A questão debatida no julgamento e que causou grande discussão na sociedade
brasileira era a seguinte: esse recurso pode ser utilizado pelos réus que são
processados nas ações penais originárias do Supremo? Prevaleceu a tese que
entendeu cabíveis os embargos infringentes. Apesar de a votação ter sido apertada –
seis contra cinco – a admissão do recurso levou em consideração inúmeras razões e
motivos jurídicos, sobretudo o fato de que já estava estabelecido previamente na lei
brasileira e que todas as pessoas podem utilizá-lo, desde que sejam acusadas em ação
penal originária perante o STF. O mais importante de tudo: o Supremo apenas admitiu
a utilização do recurso de embargos infringentes, pois ainda não analisou o mérito das
razões, isto é, ainda não fez o novo julgamento. Uma coisa é aceitar o uso de um
recurso, outra coisa é acolher os argumentos que foram levantados nele. O STF,
naquele julgamento, apenas considerou ser possível aos réus apresentarem os
embargos infringentes.
Objetivamente, até agora, apenas um réu apresentou. Os outros farão isso na próxima
oportunidade, isto é, depois que a decisão (acórdão) do último julgamento, que
envolveu também outras questões, for publicada. Isso deverá acontecer no final deste
ano, início do próximo. Aí então, quando os outros réus recorrerem (e poucos
poderão), o Supremo irá acolher ou não seus argumentos.
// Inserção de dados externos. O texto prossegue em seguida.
//! PocketBase records API backend.
//!
//! Talks to `/api/collections/{collection}/records` with a superuser token.
//! The collection is expected to carry `sku` (unique), `name`, `price_minor`,
//! `currency`, `stock`, `category`, `barcode`, `active` and `content_hash`
//! fields; that schema is owned by the application's migrations, not here.

use async_trait::async_trait;
use reqwest::{Client, Method, RequestBuilder, Response, StatusCode};
use serde::Deserialize;
use std::time::Duration;
use tokio::sync::RwLock;
use tracing::{debug, info, instrument, warn};
use url::Url;

use super::{CatalogStore, StoreIndex, StoredItem};
use crate::sync::error::SyncError;
use crate::sync::item::CatalogItem;

const PAGE_SIZE: u32 = 500;

#[derive(Debug, Clone)]
pub enum PocketBaseAuth {
    /// Pre-issued token, sent as-is.
    Token(String),
    /// Superuser credentials exchanged for a token on first use.
    Password {
        collection: String,
        identity: String,
        password: String,
    },
    None,
}

#[derive(Debug, Clone)]
pub struct PocketBaseConfig {
    pub base_url: Url,
    pub collection: String,
    pub auth: PocketBaseAuth,
    pub timeout: Duration,
}

pub struct PocketBaseStore {
    cfg: PocketBaseConfig,
    http: Client,
    token: RwLock<Option<String>>,
}

#[derive(Debug, Deserialize)]
struct ListPage {
    #[serde(rename = "totalPages", default)]
    total_pages: u32,
    items: Vec<RecordRow>,
}

#[derive(Debug, Deserialize)]
struct RecordRow {
    id: String,
    #[serde(default)]
    sku: String,
    #[serde(default)]
    content_hash: Option<String>,
    #[serde(default = "default_true")]
    active: bool,
}

fn default_true() -> bool {
    true
}

#[derive(Debug, Deserialize)]
struct AuthResponse {
    token: String,
}

/// Full record body; absent optionals are sent as null so a PATCH clears them.
fn record_body(item: &CatalogItem, content_hash: &str) -> serde_json::Value {
    serde_json::json!({
        "sku": item.sku,
        "name": item.name,
        "price_minor": item.price_minor,
        "currency": item.currency,
        "stock": item.stock,
        "category": item.category,
        "barcode": item.barcode,
        "active": item.active,
        "content_hash": content_hash,
    })
}

impl PocketBaseStore {
    pub fn new(cfg: PocketBaseConfig) -> anyhow::Result<Self> {
        let http = Client::builder().timeout(cfg.timeout).build()?;
        let token = match &cfg.auth {
            PocketBaseAuth::Token(t) => Some(t.clone()),
            _ => None,
        };
        Ok(Self {
            cfg,
            http,
            token: RwLock::new(token),
        })
    }

    fn url(&self, path: &str) -> Result<Url, SyncError> {
        self.cfg
            .base_url
            .join(path)
            .map_err(|e| SyncError::Persistence(format!("bad pocketbase url {path}: {e}")))
    }

    fn records_url(&self, id: Option<&str>) -> Result<Url, SyncError> {
        match id {
            Some(id) => self.url(&format!(
                "api/collections/{}/records/{}",
                self.cfg.collection, id
            )),
            None => self.url(&format!("api/collections/{}/records", self.cfg.collection)),
        }
    }

    async fn authenticate(&self) -> Result<Option<String>, SyncError> {
        let PocketBaseAuth::Password {
            collection,
            identity,
            password,
        } = &self.cfg.auth
        else {
            return Ok(self.token.read().await.clone());
        };
        let url = self.url(&format!("api/collections/{collection}/auth-with-password"))?;
        let resp = self
            .http
            .post(url)
            .json(&serde_json::json!({ "identity": identity, "password": password }))
            .send()
            .await
            .map_err(SyncError::from_store_http)?;
        let resp = check(resp, "authenticate").await?;
        let auth: AuthResponse = resp.json().await.map_err(SyncError::from_store_http)?;
        info!(collection = %collection, "authenticated against pocketbase");
        *self.token.write().await = Some(auth.token.clone());
        Ok(Some(auth.token))
    }

    /// Send a request with the cached token, authenticating lazily and retrying
    /// once on 401.
    async fn send<F>(&self, build: F) -> Result<Response, SyncError>
    where
        F: Fn(&Client) -> RequestBuilder,
    {
        let mut token = self.token.read().await.clone();
        if token.is_none() {
            token = self.authenticate().await?;
        }
        let mut retried = false;
        loop {
            let mut req = build(&self.http);
            if let Some(t) = &token {
                req = req.header("Authorization", t.as_str());
            }
            let resp = req.send().await.map_err(SyncError::from_store_http)?;
            let password_auth = matches!(self.cfg.auth, PocketBaseAuth::Password { .. });
            if resp.status() == StatusCode::UNAUTHORIZED && password_auth && !retried {
                warn!("pocketbase token rejected; re-authenticating");
                *self.token.write().await = None;
                token = self.authenticate().await?;
                retried = true;
                continue;
            }
            return Ok(resp);
        }
    }

    async fn find_by_sku(&self, sku: &str) -> Result<Option<StoredItem>, SyncError> {
        let url = self.records_url(None)?;
        let filter = format!("sku=\"{}\"", sku.replace('\\', "\\\\").replace('"', "\\\""));
        let resp = self
            .send(|c| {
                c.get(url.clone()).query(&[
                    ("filter", filter.as_str()),
                    ("perPage", "1"),
                    ("fields", "id,sku,content_hash,active"),
                ])
            })
            .await?;
        let page: ListPage = check(resp, "lookup")
            .await?
            .json()
            .await
            .map_err(SyncError::from_store_http)?;
        Ok(page.items.into_iter().next().map(into_stored))
    }

    async fn write(
        &self,
        method: Method,
        id: Option<&str>,
        body: &serde_json::Value,
    ) -> Result<Response, SyncError> {
        let url = self.records_url(id)?;
        self.send(|c| c.request(method.clone(), url.clone()).json(body))
            .await
    }
}

fn into_stored(r: RecordRow) -> StoredItem {
    StoredItem {
        id: r.id,
        sku: r.sku,
        content_hash: r.content_hash.filter(|h| !h.is_empty()),
        active: r.active,
    }
}

async fn check(resp: Response, what: &str) -> Result<Response, SyncError> {
    let status = resp.status();
    if status.is_success() {
        return Ok(resp);
    }
    let body = resp.text().await.unwrap_or_default();
    let snippet: String = body.chars().take(300).collect();
    Err(SyncError::Persistence(format!(
        "pocketbase {what} answered {status}: {snippet}"
    )))
}

#[async_trait]
impl CatalogStore for PocketBaseStore {
    fn describe(&self) -> String {
        format!("{}#{}", self.cfg.base_url, self.cfg.collection)
    }

    #[instrument(skip(self), fields(collection = %self.cfg.collection))]
    async fn load_index(&self) -> Result<StoreIndex, SyncError> {
        let url = self.records_url(None)?;
        let mut index = StoreIndex::new();
        let mut page = 1u32;
        loop {
            let page_str = page.to_string();
            let per_page = PAGE_SIZE.to_string();
            let resp = self
                .send(|c| {
                    c.get(url.clone()).query(&[
                        ("page", page_str.as_str()),
                        ("perPage", per_page.as_str()),
                        ("fields", "id,sku,content_hash,active"),
                    ])
                })
                .await?;
            let body: ListPage = check(resp, "list")
                .await?
                .json()
                .await
                .map_err(SyncError::from_store_http)?;
            let fetched = body.items.len();
            for row in body.items {
                if row.sku.is_empty() {
                    continue;
                }
                let stored = into_stored(row);
                index.insert(stored.sku.clone(), stored);
            }
            debug!(page, fetched, total_pages = body.total_pages, "pocketbase page loaded");
            if fetched == 0 || page >= body.total_pages {
                break;
            }
            page += 1;
        }
        Ok(index)
    }

    async fn create(&self, item: &CatalogItem, content_hash: &str) -> Result<(), SyncError> {
        let body = record_body(item, content_hash);
        let resp = self.write(Method::POST, None, &body).await?;
        if resp.status() != StatusCode::BAD_REQUEST {
            check(resp, "create").await?;
            return Ok(());
        }
        // A unique-index rejection means the SKU already exists (e.g. an earlier
        // run died after the write landed); converge by patching it.
        let rejection = resp.text().await.unwrap_or_default();
        match self.find_by_sku(&item.sku).await? {
            Some(existing) => {
                debug!(sku = %item.sku, "create hit existing record; patching instead");
                let resp = self.write(Method::PATCH, Some(&existing.id), &body).await?;
                check(resp, "update").await?;
                Ok(())
            }
            None => Err(SyncError::Persistence(format!(
                "pocketbase create rejected {}: {}",
                item.sku,
                rejection.chars().take(300).collect::<String>()
            ))),
        }
    }

    async fn update(
        &self,
        existing: &StoredItem,
        item: &CatalogItem,
        content_hash: &str,
    ) -> Result<(), SyncError> {
        let body = record_body(item, content_hash);
        let resp = self.write(Method::PATCH, Some(&existing.id), &body).await?;
        check(resp, "update").await?;
        Ok(())
    }

    async fn deactivate(&self, existing: &StoredItem) -> Result<(), SyncError> {
        let url = self.records_url(Some(&existing.id))?;
        let resp = self
            .send(|c| c.patch(url.clone()).json(&serde_json::json!({ "active": false })))
            .await?;
        check(resp, "deactivate").await?;
        Ok(())
    }
}
// Additional middleware for logging, CORS, etc.

use actix_web::middleware::{Compress, Logger};

pub fn setup_middleware() -> (Logger, Compress) {
    let logger = Logger::new("%a \"%r\" %s %b %Dms");
    let compress = Compress::default();
    (logger, compress)
}

// CORS configuration
use actix_cors::Cors;
use actix_web::http::header;

pub fn setup_cors(allowed_origins: &str) -> Cors {
    let mut cors = Cors::default()
        .allowed_methods(vec!["GET", "POST"])
        .allowed_headers(vec![
            header::AUTHORIZATION,
            header::ACCEPT,
            header::CONTENT_TYPE,
        ])
        .max_age(3600);

    for origin in allowed_origins.split(',').map(str::trim).filter(|o| !o.is_empty()) {
        cors = cors.allowed_origin(origin);
    }

    cors
}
Em outras palavras, o STF disse que poderá julgar novamente (se os réus recorrerem),
mas isso não significa que concordará com os argumentos apresentados. Assim, as
condenações e as questões a respeito das quais houve divergência entre os Ministros
poderão ser mantidas, como poderão também ser modificadas. De toda sorte, o que
decidiu o Supremo aplica-se a todos nós, cidadãos brasileiros, não apenas aos réus do
Mensalão. Não é privilégio deles ou de alguns, mas sim direito de todos. No mais, se
eles recorrerem, toda a nação poderá acompanhar novamente a atuação do STF.